TASK GOAL: Please repeat the lines below, exactly and only, from the one that holds "file found, using" through the one that holds "impl std::str::FromStr for AppConfig".
=== Begin Enclosure ===
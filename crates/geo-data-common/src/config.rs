//! ---
//! gd_section: "01-core-functionality"
//! gd_subsection: "module"
//! gd_type: "source"
//! gd_scope: "code"
//! gd_description: "Shared primitives and utilities for the geo-data runtime."
//! gd_version: "v0.0.0-prealpha"
//! gd_owner: "tbd"
//! ---
use std::fs;
use std::path::{Path, PathBuf};

use anyhow::{anyhow, Context, Result};
use serde::{Deserialize, Serialize};
use tracing::debug;

use crate::logging::LogFormat;

fn default_max_iterations() -> usize {
    50
}

fn default_accuracy_warning_threshold() -> u8 {
    75
}

fn default_store_path() -> PathBuf {
    PathBuf::from("target/geo-data/store.json")
}

fn default_logging_directory() -> PathBuf {
    PathBuf::from("target/logs")
}

fn default_log_format() -> LogFormat {
    LogFormat::Pretty
}

/// Primary configuration object for the geo-data tooling.
#[derive(Debug, Clone, Default, Serialize, Deserialize)]
pub struct AppConfig {
    #[serde(default)]
    pub engine: EngineConfig,
    #[serde(default)]
    pub store: StoreConfig,
    #[serde(default)]
    pub logging: LoggingConfig,
}

/// Metadata describing where an [`AppConfig`] was loaded from.
#[derive(Debug, Clone)]
pub struct LoadedAppConfig {
    pub config: AppConfig,
    pub source: PathBuf,
}

impl AppConfig {
    pub const ENV_CONFIG_PATH: &str = "GEO_DATA_CONFIG";

    /// Load configuration from disk, respecting the `GEO_DATA_CONFIG` override.
    pub fn load<P: AsRef<Path>>(candidates: &[P]) -> Result<Self> {
        Ok(Self::load_with_source(candidates)?.config)
    }

    /// Load configuration from disk together with the effective source path.
    pub fn load_with_source<P: AsRef<Path>>(candidates: &[P]) -> Result<LoadedAppConfig> {
        if let Ok(env_path) = std::env::var(Self::ENV_CONFIG_PATH) {
            if !env_path.trim().is_empty() {
                let path = PathBuf::from(env_path);
                let config = Self::from_path(path.clone())?;
                return Ok(LoadedAppConfig {
                    config,
                    source: path,
                });
            }
        }

        for candidate in candidates {
            if candidate.as_ref().exists() {
                let path = candidate.as_ref().to_path_buf();
                let config = Self::from_path(path.clone())?;
                return Ok(LoadedAppConfig {
                    config,
                    source: path,
                });
            }
        }

        Err(anyhow!(
            "no configuration files found. inspected: {}",
            candidates
                .iter()
                .map(|p| p.as_ref().display().to_string())
                .collect::<Vec<_>>()
                .join(", ")
        ))
    }

    /// Like [`AppConfig::load`], but falls back to defaults when no candidate exists.
    pub fn load_or_default<P: AsRef<Path>>(candidates: &[P]) -> Result<Self> {
        let env_set = std::env::var(Self::ENV_CONFIG_PATH)
            .map(|value| !value.trim().is_empty())
            .unwrap_or(false);
        if !env_set && !candidates.iter().any(|c| c.as_ref().exists()) {
            debug!("no configuration file found, using defaults");
            return Ok(Self::default());
        }
        Self::load(candidates)
    }

    fn from_path(path: PathBuf) -> Result<Self> {
        debug!(config_path = %path.display(), "loading configuration");
        let contents = fs::read_to_string(&path)
            .with_context(|| format!("unable to read config file {}", path.display()))?;
        let config = toml::from_str::<AppConfig>(&contents)
            .with_context(|| format!("failed to parse config file {}", path.display()))?;
        config.validate()?;
        Ok(config)
    }

    /// Validate structural invariants.
    pub fn validate(&self) -> Result<()> {
        self.engine.validate()
    }
}

impl std::str::FromStr for AppConfig {
    type Err = anyhow::Error;

    fn from_str(content: &str) -> std::result::Result<Self, Self::Err> {
        let config: AppConfig =
            toml::from_str(content).with_context(|| "failed to parse configuration")?;
        config.validate()?;
        Ok(config)
    }
}

/// Tuning knobs for the interpolation engine.
#[derive(Debug, Clone, Serialize, Deserialize, PartialEq, Eq)]
pub struct EngineConfig {
    /// Upper bound on sweeps per estimation phase.
    #[serde(default = "default_max_iterations")]
    pub max_iterations: usize,
    /// Accuracy percentage under which a low-confidence warning is emitted.
    #[serde(default = "default_accuracy_warning_threshold")]
    pub accuracy_warning_threshold: u8,
    #[serde(default)]
    pub sweep_visibility: SweepVisibility,
    #[serde(default)]
    pub missing_country: MissingCountryPolicy,
}

impl Default for EngineConfig {
    fn default() -> Self {
        Self {
            max_iterations: default_max_iterations(),
            accuracy_warning_threshold: default_accuracy_warning_threshold(),
            sweep_visibility: SweepVisibility::default(),
            missing_country: MissingCountryPolicy::default(),
        }
    }
}

impl EngineConfig {
    pub fn validate(&self) -> Result<()> {
        if self.max_iterations == 0 {
            return Err(anyhow!("engine.max_iterations must be at least 1"));
        }
        if self.accuracy_warning_threshold > 100 {
            return Err(anyhow!(
                "engine.accuracy_warning_threshold must be a percentage, got {}",
                self.accuracy_warning_threshold
            ));
        }
        Ok(())
    }
}

/// Which neighbour coordinates a sweep may read.
#[derive(Debug, Copy, Clone, Serialize, Deserialize, PartialEq, Eq, Hash, Default)]
#[serde(rename_all = "kebab-case")]
pub enum SweepVisibility {
    /// Substations resolved earlier in a sweep are visible to later ones.
    #[default]
    InSweep,
    /// Every substation of a sweep reads the result set as it was when the sweep began.
    SweepStart,
}

/// What to do when a substation about to be resolved has no country.
#[derive(Debug, Copy, Clone, Serialize, Deserialize, PartialEq, Eq, Hash, Default)]
#[serde(rename_all = "lowercase")]
pub enum MissingCountryPolicy {
    #[default]
    Abort,
    Skip,
}

impl std::str::FromStr for SweepVisibility {
    type Err = String;

    fn from_str(s: &str) -> Result<Self, Self::Err> {
        match s.to_lowercase().as_str() {
            "in-sweep" => Ok(SweepVisibility::InSweep),
            "sweep-start" => Ok(SweepVisibility::SweepStart),
            other => Err(format!("unknown sweep visibility: {}", other)),
        }
    }
}

impl std::str::FromStr for MissingCountryPolicy {
    type Err = String;

    fn from_str(s: &str) -> Result<Self, Self::Err> {
        match s.to_lowercase().as_str() {
            "abort" => Ok(MissingCountryPolicy::Abort),
            "skip" => Ok(MissingCountryPolicy::Skip),
            other => Err(format!("unknown missing-country policy: {}", other)),
        }
    }
}

#[derive(Debug, Clone, Serialize, Deserialize, PartialEq, Eq)]
pub struct StoreConfig {
    #[serde(default = "default_store_path")]
    pub path: PathBuf,
}

impl Default for StoreConfig {
    fn default() -> Self {
        Self {
            path: default_store_path(),
        }
    }
}

#[derive(Debug, Clone, Serialize, Deserialize)]
pub struct LoggingConfig {
    #[serde(default = "default_logging_directory")]
    pub directory: PathBuf,
    #[serde(default = "default_log_format")]
    pub format: LogFormat,
    #[serde(default)]
    pub file_prefix: Option<String>,
}

impl Default for LoggingConfig {
    fn default() -> Self {
        Self {
            directory: default_logging_directory(),
            format: default_log_format(),
            file_prefix: None,
        }
    }
}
=== End Enclosure ===
RESULT BELOW:
            debug!("no configuration file found, using defaults");
            return Ok(Self::default());
        }
        Self::load(candidates)
    }

    fn from_path(path: PathBuf) -> Result<Self> {
        debug!(config_path = %path.display(), "loading configuration");
        let contents = fs::read_to_string(&path)
            .with_context(|| format!("unable to read config file {}", path.display()))?;
        let config = toml::from_str::<AppConfig>(&contents)
            .with_context(|| format!("failed to parse config file {}", path.display()))?;
        config.validate()?;
        Ok(config)
    }

    /// Validate structural invariants.
    pub fn validate(&self) -> Result<()> {
        self.engine.validate()
    }
}

impl std::str::FromStr for AppConfig {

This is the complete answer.